Insects are flying all around us. However, answering the question: How do insects fly? is difficult. In this thesis, we set out to uncover the relation between the movement of the wing of an insect and the aerodynamic forces. For this we used two Dipteran species as model organisms for low frequency high amplitude and high frequency low amplitude fliers.

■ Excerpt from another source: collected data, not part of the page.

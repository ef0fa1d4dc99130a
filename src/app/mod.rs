//! Host state: the glue between sessions, input routing and the UI.
//!
//! [`Host`] is owned by the UI loop. Input goes in through the key methods in
//! `actions.rs`, backend output is pulled in by [`Host::pump`], and everything
//! the UI needs to react to comes out of [`Host::drain_events`].

pub mod active;
mod actions;
pub mod lifecycle;
mod sessions;

use std::sync::mpsc::{self, Receiver};

use crate::config::Config;
use crate::event::{EventSink, HostEvent};
use crate::input::{InputRouter, RouteContext};
use crate::session::{BackendEvent, ProcessBackend, Session, SessionHandle, SessionRegistry};
use crate::store::SessionStore;

pub use active::{ActiveSessionController, ActiveState, FinishOutcome};
pub use lifecycle::{BellLoader, BellSound, LifecycleCoordinator};

/// Most backend notifications handled by one [`Host::pump`] call.
pub const PUMP_BUDGET: usize = 256;

/// The session multiplexing core of a terminal host.
pub struct Host {
    config: Config,
    registry: SessionRegistry,
    active: ActiveSessionController,
    router: InputRouter,
    lifecycle: LifecycleCoordinator,
    store: Box<dyn SessionStore>,
    /// Output and exit notifications from every session's I/O threads.
    backend_rx: Receiver<BackendEvent>,
    sink: EventSink,
    /// Set once the host has been asked to shut down.
    stopping: bool,
}

impl Host {
    pub fn new(
        config: Config,
        backend: Box<dyn ProcessBackend>,
        store: Box<dyn SessionStore>,
        bell_loader: BellLoader,
    ) -> Self {
        let (events_tx, backend_rx) = mpsc::channel();
        let registry = SessionRegistry::new(backend, events_tx);
        let active = ActiveSessionController::new(!config.disable_session_change_toasts);
        let router = InputRouter::new(config.router_settings());
        let lifecycle = LifecycleCoordinator::new(config.bell_behaviour, bell_loader);

        Self {
            config,
            registry,
            active,
            router,
            lifecycle,
            store,
            backend_rx,
            sink: EventSink::new(),
            stopping: false,
        }
    }

    pub fn config(&self) -> &Config {
        &self.config
    }

    pub fn registry(&self) -> &SessionRegistry {
        &self.registry
    }

    pub fn router(&self) -> &InputRouter {
        &self.router
    }

    pub fn state(&self) -> ActiveState {
        self.active.state()
    }

    pub fn current(&self) -> Option<SessionHandle> {
        self.active.current()
    }

    pub fn current_session(&self) -> Option<&Session> {
        self.active.current().and_then(|h| self.registry.get(h))
    }

    fn current_session_mut(&mut self) -> Option<&mut Session> {
        let handle = self.active.current()?;
        self.registry.get_mut(handle)
    }

    pub fn is_visible(&self) -> bool {
        self.sink.is_visible()
    }

    /// Take every event queued since the last call.
    pub fn drain_events(&mut self) -> Vec<HostEvent> {
        self.sink.drain().collect()
    }

    /// Ask the host to shut down. The next finished session terminates it.
    pub fn request_stop(&mut self) {
        self.stopping = true;
    }

    fn route_context(&self) -> RouteContext {
        match self.current_session() {
            Some(session) => RouteContext {
                has_session: true,
                session_running: session.is_running(),
            },
            None => RouteContext::default(),
        }
    }
}
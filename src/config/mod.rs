//! Configuration for termhost.
//!
//! Loaded once at startup from `$XDG_CONFIG_HOME/termhost/config.toml`. Every
//! field has a default, so a missing file or a partial file is fine.

use std::fs;
use std::path::{Path, PathBuf};

use anyhow::{Context, Result};
use serde::{Deserialize, Serialize};

use crate::input::extra_keys::{default_extra_keys, ExtraKeyButton};
use crate::input::{KeyboardShortcut, RouterSettings, ShortcutTable};

const DEFAULT_FAILSAFE_SHELL: &str = "/bin/sh";

/// Main configuration struct
#[derive(Debug, Clone, Serialize, Deserialize)]
#[serde(default)]
pub struct Config {
    /// Working directory for new sessions when there is no current session.
    pub default_working_directory: PathBuf,

    /// Shell for normal sessions; `$SHELL` when unset.
    pub shell: Option<String>,

    /// Minimal shell for failsafe sessions.
    pub failsafe_shell: String,

    pub bell_behaviour: BellBehaviour,

    /// Disable the Ctrl+Alt command table.
    pub disable_hardware_keyboard_shortcuts: bool,

    /// Stop treating volume keys as virtual Ctrl/Fn.
    pub disable_virtual_volume_keys: bool,

    /// Don't show a toast when switching sessions.
    pub disable_session_change_toasts: bool,

    /// Rows of extra-keys buttons.
    pub extra_keys: Vec<Vec<ExtraKeyButton>>,

    /// Ctrl+key session shortcuts. Later entries win on collision.
    pub shortcuts: Vec<KeyboardShortcut>,
}

impl Default for Config {
    fn default() -> Self {
        Self {
            default_working_directory: dirs::home_dir().unwrap_or_else(|| PathBuf::from("/")),
            shell: None,
            failsafe_shell: DEFAULT_FAILSAFE_SHELL.to_string(),
            bell_behaviour: BellBehaviour::default(),
            disable_hardware_keyboard_shortcuts: false,
            disable_virtual_volume_keys: false,
            disable_session_change_toasts: false,
            extra_keys: default_extra_keys(),
            shortcuts: Vec::new(),
        }
    }
}

impl Config {
    /// Load configuration from disk, or return default if not found
    pub fn load() -> Result<Self> {
        Self::load_from(&Self::config_path()?)
    }

    /// Load configuration from `path`, or return default if it does not exist.
    pub fn load_from(path: &Path) -> Result<Self> {
        if !path.exists() {
            return Ok(Self::default());
        }

        let contents = fs::read_to_string(path)
            .with_context(|| format!("Failed to read config file: {}", path.display()))?;

        let mut config: Config = toml::from_str(&contents)
            .with_context(|| format!("Failed to parse config file: {}", path.display()))?;

        config.validate();
        Ok(config)
    }

    /// Get the path to the config file
    pub fn config_path() -> Result<PathBuf> {
        let config_dir = dirs::config_dir().context("Could not find config directory")?;

        Ok(config_dir.join("termhost").join("config.toml"))
    }

    /// Replace unusable values with defaults.
    pub fn validate(&mut self) {
        if self.failsafe_shell.trim().is_empty() {
            self.failsafe_shell = DEFAULT_FAILSAFE_SHELL.to_string();
        }
        if self.shell.as_deref().is_some_and(|s| s.trim().is_empty()) {
            self.shell = None;
        }
        self.extra_keys.retain(|row| !row.is_empty());
    }

    /// Router settings derived from this configuration.
    pub fn router_settings(&self) -> RouterSettings {
        RouterSettings {
            hardware_shortcuts: !self.disable_hardware_keyboard_shortcuts,
            virtual_volume_keys: !self.disable_virtual_volume_keys,
            shortcuts: ShortcutTable::new(self.shortcuts.clone()),
        }
    }
}

/// What happens when a session rings the bell.
#[derive(Debug, Clone, Copy, PartialEq, Eq, Default, Serialize, Deserialize)]
#[serde(rename_all = "lowercase")]
pub enum BellBehaviour {
    /// Tell the UI, which flashes or vibrates.
    #[default]
    Vibrate,
    /// Play the bell sound.
    Beep,
    Ignore,
}

#[cfg(test)]
mod tests {
    use super::*;
    use crate::input::ShortcutAction;

    #[test]
    fn test_default_config() {
        let config = Config::default();
        assert_eq!(config.failsafe_shell, "/bin/sh");
        assert_eq!(config.bell_behaviour, BellBehaviour::Vibrate);
        assert_eq!(config.extra_keys.len(), 2);
        assert!(config.shortcuts.is_empty());

        let settings = config.router_settings();
        assert!(settings.hardware_shortcuts);
        assert!(settings.virtual_volume_keys);
    }

    #[test]
    fn missing_file_gives_defaults() {
        let dir = tempfile::tempdir().unwrap();
        let config = Config::load_from(&dir.path().join("config.toml")).unwrap();
        assert_eq!(config.bell_behaviour, BellBehaviour::Vibrate);
    }

    #[test]
    fn loads_partial_file() {
        let dir = tempfile::tempdir().unwrap();
        let path = dir.path().join("config.toml");
        fs::write(
            &path,
            r#"
            bell_behaviour = "beep"
            disable_virtual_volume_keys = true
            failsafe_shell = "  "
            extra_keys = [["ESC", { macro = "CTRL c", display = "^C" }], []]
            shortcuts = [
                { key = "ctrl + t", action = "create-session" },
                { key = "ctrl + 2", action = "next-session" },
            ]
            "#,
        )
        .unwrap();

        let config = Config::load_from(&path).unwrap();
        assert_eq!(config.bell_behaviour, BellBehaviour::Beep);
        assert_eq!(config.failsafe_shell, "/bin/sh");
        assert_eq!(config.extra_keys.len(), 1);
        assert!(config.extra_keys[0][1].is_macro());

        let settings = config.router_settings();
        assert!(!settings.virtual_volume_keys);
        assert_eq!(settings.shortcuts.resolve('t'), Some(ShortcutAction::CreateSession));
        assert_eq!(settings.shortcuts.resolve('2'), Some(ShortcutAction::NextSession));
    }

    #[test]
    fn invalid_file_reports_the_path() {
        let dir = tempfile::tempdir().unwrap();
        let path = dir.path().join("config.toml");
        fs::write(&path, "bell_behaviour = \"loud\"").unwrap();

        let err = Config::load_from(&path).unwrap_err();
        assert!(format!("{err:#}").contains("config.toml"));
    }
}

In chapter 2, we revisited the two aerodynamic mechanisms based on the pitch rate motion of the wing: the stroke pitch interactions and the pitch rate forces. We used a large parametric study based on computational fluid dynamics to uncover the relation between the kinematics and the aerodynamic forces. The aerodynamic forces as a result of the pitch motion with constant angular rate broke up into two components. The first component is only dependent on the pitch rate of the wing. The second component is an interaction component between the stroke rate and the pitch rate. To assess the influence of the wing morphology we included seven additional wing morphologies. The inclusion of these additional wing morphologies showed that the stroke interaction forces are related to both the spanwise and chordwise second moment of area. Furthermore, the pitch rate forces where dependent on the offset between the pitch axis and the symmetry axis of the wing.

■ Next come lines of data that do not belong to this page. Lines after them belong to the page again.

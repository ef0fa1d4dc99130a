//! termhost library crate.
//!
//! The session multiplexing and input routing core of a terminal host:
//! - PTY-backed sessions and the bounded session registry
//! - Active-session tracking, dismissal and foreground/background handling
//! - Key routing for hardware keyboards, extra-key buttons and macros
//! - Configuration and the persisted current-session store

pub mod app;
pub mod config;
pub mod error;
pub mod event;
pub mod input;
pub mod notice;
pub mod session;
pub mod store;
//! Identifiers and messages shared between sessions, the process backend and
//! the UI loop.

use std::fmt;
use std::path::PathBuf;
use std::str::FromStr;

use serde::{Deserialize, Serialize};
use uuid::Uuid;

/// Stable, opaque identifier for a session.
///
/// Handles are the only session reference other components may keep. They
/// stay valid regardless of the session's position in the registry and never
/// repeat, not even across host restarts, so a persisted handle can only ever
/// resolve to the session it was taken from.
#[derive(Debug, Clone, Copy, PartialEq, Eq, Hash, Serialize, Deserialize)]
#[serde(transparent)]
pub struct SessionHandle(Uuid);

impl SessionHandle {
    /// Allocate a fresh handle.
    pub fn new() -> Self {
        Self(Uuid::new_v4())
    }
}

impl Default for SessionHandle {
    fn default() -> Self {
        Self::new()
    }
}

impl fmt::Display for SessionHandle {
    fn fmt(&self, f: &mut fmt::Formatter<'_>) -> fmt::Result {
        self.0.fmt(f)
    }
}

impl FromStr for SessionHandle {
    type Err = uuid::Error;

    fn from_str(s: &str) -> Result<Self, Self::Err> {
        Uuid::parse_str(s).map(Self)
    }
}

/// Everything the process backend needs to start a session's child process.
#[derive(Debug, Clone, PartialEq, Eq)]
pub struct SpawnRequest {
    /// Initial working directory of the child.
    pub cwd: PathBuf,
    /// Start the minimal fallback shell instead of the configured one.
    pub failsafe: bool,
    /// User-visible session name.
    pub name: Option<String>,
    /// Program to run; `None` means the backend's default shell.
    pub program: Option<String>,
    pub args: Vec<String>,
    /// Extra environment on top of the backend's defaults.
    pub env: Vec<(String, String)>,
    /// Exit must be reported back to an external caller without waiting for
    /// the user to dismiss the session.
    pub pending_result: bool,
    pub rows: u16,
    pub cols: u16,
}

impl SpawnRequest {
    /// Plain interactive shell request.
    pub fn shell(cwd: impl Into<PathBuf>, failsafe: bool, name: Option<String>) -> Self {
        Self {
            cwd: cwd.into(),
            failsafe,
            name,
            program: None,
            args: Vec::new(),
            env: Vec::new(),
            pending_result: false,
            rows: 24,
            cols: 80,
        }
    }

    /// Run `program` and report its result as soon as it exits.
    pub fn command(
        cwd: impl Into<PathBuf>,
        program: impl Into<String>,
        args: Vec<String>,
    ) -> Self {
        Self {
            program: Some(program.into()),
            args,
            pending_result: true,
            ..Self::shell(cwd, false, None)
        }
    }

    pub fn with_size(mut self, rows: u16, cols: u16) -> Self {
        self.rows = rows;
        self.cols = cols;
        self
    }
}

/// Message sent from a session's I/O threads to the UI loop.
#[derive(Debug, Clone, PartialEq, Eq)]
pub enum BackendEvent {
    /// Bytes read from the pseudo-terminal.
    Output { handle: SessionHandle, data: Vec<u8> },
    /// The child exited; `code` is `None` when the status could not be read.
    Exited {
        handle: SessionHandle,
        code: Option<i32>,
    },
}

impl BackendEvent {
    pub fn handle(&self) -> SessionHandle {
        match self {
            BackendEvent::Output { handle, .. } | BackendEvent::Exited { handle, .. } => *handle,
        }
    }
}

#[cfg(test)]
mod tests {
    use super::*;

    #[test]
    fn handles_are_unique_and_parse_back() {
        let a = SessionHandle::new();
        let b = SessionHandle::new();
        assert_ne!(a, b);

        let parsed: SessionHandle = a.to_string().parse().unwrap();
        assert_eq!(parsed, a);
    }

    #[test]
    fn command_request_expects_a_result() {
        let req = SpawnRequest::command("/tmp", "make", vec!["test".into()]);
        assert!(req.pending_result);
        assert!(!req.failsafe);
        assert_eq!(req.program.as_deref(), Some("make"));

        let req = SpawnRequest::shell("/tmp", true, Some("build".into())).with_size(40, 120);
        assert!(!req.pending_result);
        assert_eq!((req.rows, req.cols), (40, 120));
    }
}
//! Key input resolution.
//!
//! This module provides:
//! - `InputRouter` - Resolves key events into session actions or terminal input
//! - `keys` - Key model and xterm byte encoding
//! - `modifiers` - Modifier state and the extra-keys special buttons
//! - `extra_keys` - Extra-keys buttons, aliases and macro expansion
//! - `shortcuts` - Configurable Ctrl+key session shortcuts
//! - `fn_keys` - Virtual Fn substitution table

pub mod extra_keys;
pub mod fn_keys;
pub mod keys;
pub mod modifiers;
pub mod router;
pub mod shortcuts;

pub use extra_keys::{ExtraKey, ExtraKeyButton, HostButton};
pub use keys::{Key, KeyInput, KeySource};
pub use modifiers::{ModifierState, SpecialButton};
pub use router::{Dispatch, InputRouter, RouteContext, RouterSettings, SessionAction};
pub use shortcuts::{KeyboardShortcut, ShortcutAction, ShortcutTable};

We used a similar approach for chapter 3 as we used in chapter 2. With this parametric study we set out to uncover the relation between the aerodynamic forces and the stroke motion of the wing for a nonconstant stroke rate. We designed a set of wing kinematics such that the aerodynamic forces due to the stroke rate, stroke acceleration and the interaction between the two, could be found. We included an additional set of wing morphologies to explicitly test the dependence of these forces on the wing morphology. The stroke acceleration forces depend on a scaling parameter that scales with the chord length and the length of the wing. At the end of this chapter we used a quasisteady model to apply our model to the kinematics of the fruit fly and the mosquito. With the use of this model we were able to show that the stroke acceleration forces become more prominent for highfrequency, lowamplitude flappers, such as mosquitoes.
In chapter 4, we took another look at the pitch motion of the wing. Unlike we did in chapter 2, we did not use a constant pitch rate. We again used a systematic parametric study based on computational fluid dynamics to uncover the relation between the stroke rate forces, pitch rate forces, pitch acceleration forces, and the interactions between each component. Here, we tested the validity of the twodimensional model often used to model the pitch acceleration forces in flapping flight. Furthermore, we included a set of four different kinematic cases, which enabled us to explicitly test the dependence of the forces on the direction of motion of the wing. From this we learned that the forces generated by an accelerating pitch up wing cannot be simply translated into a model for an accelerating pitch down wing. With the inclusion of several additional wing morphologies we showed that the offset between the pitch axis and the symmetry axis is not only important for the pitch rate forces, but also for the pitch acceleration forces.
In chapter 5, we used the takeoff of the mosquito to test the influence of the substrate on the generation of aerodynamic forces. We simulated several lean and blood fed mosquitoes taking off from a substrate using computational fluid dynamics. From these simulations we showed that the ground did not have any effect on the aerodynamic forces acting on the wings of the animal. However, the substrate did have an important effect on the generation of the forces of the insect. The mosquitoes used a combination of leg pushoff forces and aerodynamic forces to takeoff. Furthermore, the insect used its legs to generate pitch up torques during takeoff.
In chapter 6, we gathered the knowledge gained in the previous chapters and build a quasisteady model. In addition, we simulated the aerodynamic forces of a hovering fruit fly and mosquito, which gave us a comparison for the quasisteady model. From this comparison, we learned that the quasisteady model based on the aerodynamic mechanisms found in this thesis led to a poor predictive model. However, the model did uncover that mosquitoes rely more other aerodynamic mechanisms apart from the stroke rate forces. At the end of chapter 6, we applied the quasisteady model to the takeoff kinematics we used in chapter 5. This time the quasisteady model showed even a bigger difference, mainly overpredicting the aerodynamic forces. This led us to hypothesize that the body motion of the insect also has a large interaction with the aerodynamic forces. Lastly, we used the kinematics of a lean mosquito and gradually changed these kinematics to that of a fed mosquito. Here, we showed that the lift is altered through a change in mainly the stroke rate forces.